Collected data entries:
_ _ _ _ _

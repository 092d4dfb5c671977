//! Common utilities for integration tests.
//!
//! Spawning the binaries, managing ports, and waiting for services to be ready.

use std::{
    path::Path,
    process::{Child, Command, Stdio},
    time::{Duration, Instant},
};

use reqwest::{Client, RequestBuilder};
use serde_json::Value;

pub const ADMIN_TOKEN: &str = "admin-token";
pub const VIEWER_TOKEN: &str = "viewer-token";

pub fn get_free_port() -> u16 {
    std::net::TcpListener::bind("127.0.0.1:0")
        .expect("failed to bind to address")
        .local_addr()
        .unwrap()
        .port()
}

/// Guard that kills and waits on a child process when dropped.
pub struct KillOnDrop(pub Child);

impl Drop for KillOnDrop {
    fn drop(&mut self) {
        drop(self.0.kill());
        drop(self.0.wait());
    }
}

/// Server section plus one admin and one read-only user, without persistence.
pub fn minimal_config(port: u16) -> String {
    format!(
        r#"
        [server]
        port = {port}
        bind = "127.0.0.1"

        [users.root]
        token = "{ADMIN_TOKEN}"
        admin = true

        [users.viewer]
        token = "{VIEWER_TOKEN}"
        "#
    )
}

/// Writes `config_toml` to a temp file and spawns the region binary on it.
pub fn spawn_region_with_config(port: u16, config_toml: &str) -> Child {
    let tmp = std::env::temp_dir().join(format!("metalfleet_region_test_{port}.toml"));
    std::fs::write(&tmp, config_toml).expect("failed to write config");
    spawn_region_with_config_file(&tmp)
}

pub fn spawn_region_with_config_file(config_path: &Path) -> Child {
    Command::new(env!("CARGO_BIN_EXE_region"))
        .args(["region-service", "--config", config_path.to_str().unwrap()])
        .env("METALFLEET_INTEGRATION_TEST", "1")
        .stdout(Stdio::null())
        .spawn()
        .expect("failed to start region")
}

/// Spawns a rack agent answering from the given neighbour table.
pub fn spawn_rack_agent(port: u16, shared_secret: &str, neighbours: &str) -> Child {
    let table = std::env::temp_dir().join(format!("metalfleet_arp_{port}"));
    std::fs::write(
        &table,
        format!(
            "IP address       HW type     Flags       HW address            Mask     Device\n{neighbours}"
        ),
    )
    .expect("failed to write neighbour table");

    Command::new(env!("CARGO_BIN_EXE_rack_agent"))
        .args([
            "service",
            "--port",
            &port.to_string(),
            "--neighbours-file",
            table.to_str().unwrap(),
        ])
        .env("METALFLEET_SHARED_SECRET", shared_secret)
        .stdout(Stdio::null())
        .spawn()
        .expect("failed to start rack_agent")
}

/// Block until a TCP listener is accepting on `127.0.0.1:port` or timeout.
pub async fn wait_for_listening(port: u16, timeout_secs: u64) {
    let start = Instant::now();
    while std::net::TcpStream::connect(("127.0.0.1", port)).is_err() {
        if start.elapsed() > Duration::from_secs(timeout_secs) {
            panic!("server did not start within timeout");
        }
        tokio::time::sleep(Duration::from_millis(100)).await;
    }
}

pub fn api(port: u16, path: &str) -> String {
    format!("http://127.0.0.1:{port}/api{path}")
}

/// Thin client that sends every request with a bearer token.
pub struct RegionClient {
    pub port: u16,
    token: &'static str,
    http: Client,
}

impl RegionClient {
    pub fn new(port: u16, token: &'static str) -> Self {
        Self {
            port,
            token,
            http: Client::new(),
        }
    }

    pub fn get(&self, path: &str) -> RequestBuilder {
        self.http.get(api(self.port, path)).bearer_auth(self.token)
    }

    pub fn post(&self, path: &str, body: &Value) -> RequestBuilder {
        self.http
            .post(api(self.port, path))
            .bearer_auth(self.token)
            .json(body)
    }

    pub fn delete(&self, path: &str) -> RequestBuilder {
        self.http.delete(api(self.port, path)).bearer_auth(self.token)
    }

    /// Sends `request` and returns status and JSON body (`Null` when empty).
    pub async fn send(request: RequestBuilder) -> (reqwest::StatusCode, Value) {
        let resp = request.send().await.expect("request failed");
        let status = resp.status();
        let text = resp.text().await.expect("body");
        let body = if text.is_empty() {
            Value::Null
        } else {
            serde_json::from_str(&text).expect("json body")
        };
        (status, body)
    }

    /// Id of the host registered for `hostname`.
    pub async fn host_id(&self, hostname: &str) -> i64 {
        let (_, hosts) = Self::send(self.get("/hosts")).await;
        hosts
            .as_array()
            .unwrap()
            .iter()
            .find(|h| h["hostname"] == hostname)
            .unwrap_or_else(|| panic!("no host {hostname}"))["id"]
            .as_i64()
            .unwrap()
    }
}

_ _ _ _ _

▸ **Problem to work on**: Would you print all of the records exactly as they were given?

▸ **Exercise answer**:
repository 092d4dfb5c671977
//! Common utilities for integration tests.
//!
//! Spawning the binaries, managing ports, and waiting for services to be ready.

use std::{
    path::Path,
    process::{Child, Command, Stdio},
    time::{Duration, Instant},
};

use reqwest::{Client, RequestBuilder};
use serde_json::Value;

pub const ADMIN_TOKEN: &str = "admin-token";
pub const VIEWER_TOKEN: &str = "viewer-token";

pub fn get_free_port() -> u16 {
    std::net::TcpListener::bind("127.0.0.1:0")
        .expect("failed to bind to address")
        .local_addr()
        .unwrap()
        .port()
}

/// Guard that kills and waits on a child process when dropped.
pub struct KillOnDrop(pub Child);

impl Drop for KillOnDrop {
    fn drop(&mut self) {
        drop(self.0.kill());
        drop(self.0.wait());
    }
}

/// Server section plus one admin and one read-only user, without persistence.
pub fn minimal_config(port: u16) -> String {
    format!(
        r#"
        [server]
        port = {port}
        bind = "127.0.0.1"

        [users.root]
        token = "{ADMIN_TOKEN}"
        admin = true

        [users.viewer]
        token = "{VIEWER_TOKEN}"
        "#
    )
}

/// Writes `config_toml` to a temp file and spawns the region binary on it.
pub fn spawn_region_with_config(port: u16, config_toml: &str) -> Child {
    let tmp = std::env::temp_dir().join(format!("metalfleet_region_test_{port}.toml"));
    std::fs::write(&tmp, config_toml).expect("failed to write config");
    spawn_region_with_config_file(&tmp)
}

pub fn spawn_region_with_config_file(config_path: &Path) -> Child {
    Command::new(env!("CARGO_BIN_EXE_region"))
        .args(["region-service", "--config", config_path.to_str().unwrap()])
        .env("METALFLEET_INTEGRATION_TEST", "1")
        .stdout(Stdio::null())
        .spawn()
        .expect("failed to start region")
}

/// Spawns a rack agent answering from the given neighbour table.
pub fn spawn_rack_agent(port: u16, shared_secret: &str, neighbours: &str) -> Child {
    let table = std::env::temp_dir().join(format!("metalfleet_arp_{port}"));
    std::fs::write(
        &table,
        format!(
            "IP address       HW type     Flags       HW address            Mask     Device\n{neighbours}"
        ),
    )
    .expect("failed to write neighbour table");

    Command::new(env!("CARGO_BIN_EXE_rack_agent"))
        .args([
            "service",
            "--port",
            &port.to_string(),
            "--neighbours-file",
            table.to_str().unwrap(),
        ])
        .env("METALFLEET_SHARED_SECRET", shared_secret)
        .stdout(Stdio::null())
        .spawn()
        .expect("failed to start rack_agent")
}

/// Block until a TCP listener is accepting on `127.0.0.1:port` or timeout.
pub async fn wait_for_listening(port: u16, timeout_secs: u64) {
    let start = Instant::now();
    while std::net::TcpStream::connect(("127.0.0.1", port)).is_err() {
        if start.elapsed() > Duration::from_secs(timeout_secs) {
            panic!("server did not start within timeout");
        }
        tokio::time::sleep(Duration::from_millis(100)).await;
    }
}

pub fn api(port: u16, path: &str) -> String {
    format!("http://127.0.0.1:{port}/api{path}")
}

/// Thin client that sends every request with a bearer token.
pub struct RegionClient {
    pub port: u16,
    token: &'static str,
    http: Client,
}

impl RegionClient {
    pub fn new(port: u16, token: &'static str) -> Self {
        Self {
            port,
            token,
            http: Client::new(),
        }
    }

    pub fn get(&self, path: &str) -> RequestBuilder {
        self.http.get(api(self.port, path)).bearer_auth(self.token)
    }

    pub fn post(&self, path: &str, body: &Value) -> RequestBuilder {
        self.http
            .post(api(self.port, path))
            .bearer_auth(self.token)
            .json(body)
    }

    pub fn delete(&self, path: &str) -> RequestBuilder {
        self.http.delete(api(self.port, path)).bearer_auth(self.token)
    }

    /// Sends `request` and returns status and JSON body (`Null` when empty).
    pub async fn send(request: RequestBuilder) -> (reqwest::StatusCode, Value) {
        let resp = request.send().await.expect("request failed");
        let status = resp.status();
        let text = resp.text().await.expect("body");
        let body = if text.is_empty() {
            Value::Null
        } else {
            serde_json::from_str(&text).expect("json body")
        };
        (status, body)
    }

    /// Id of the host registered for `hostname`.
    pub async fn host_id(&self, hostname: &str) -> i64 {
        let (_, hosts) = Self::send(self.get("/hosts")).await;
        hosts
            .as_array()
            .unwrap()
            .iter()
            .find(|h| h["hostname"] == hostname)
            .unwrap_or_else(|| panic!("no host {hostname}"))["id"]
            .as_i64()
            .unwrap()
    }
}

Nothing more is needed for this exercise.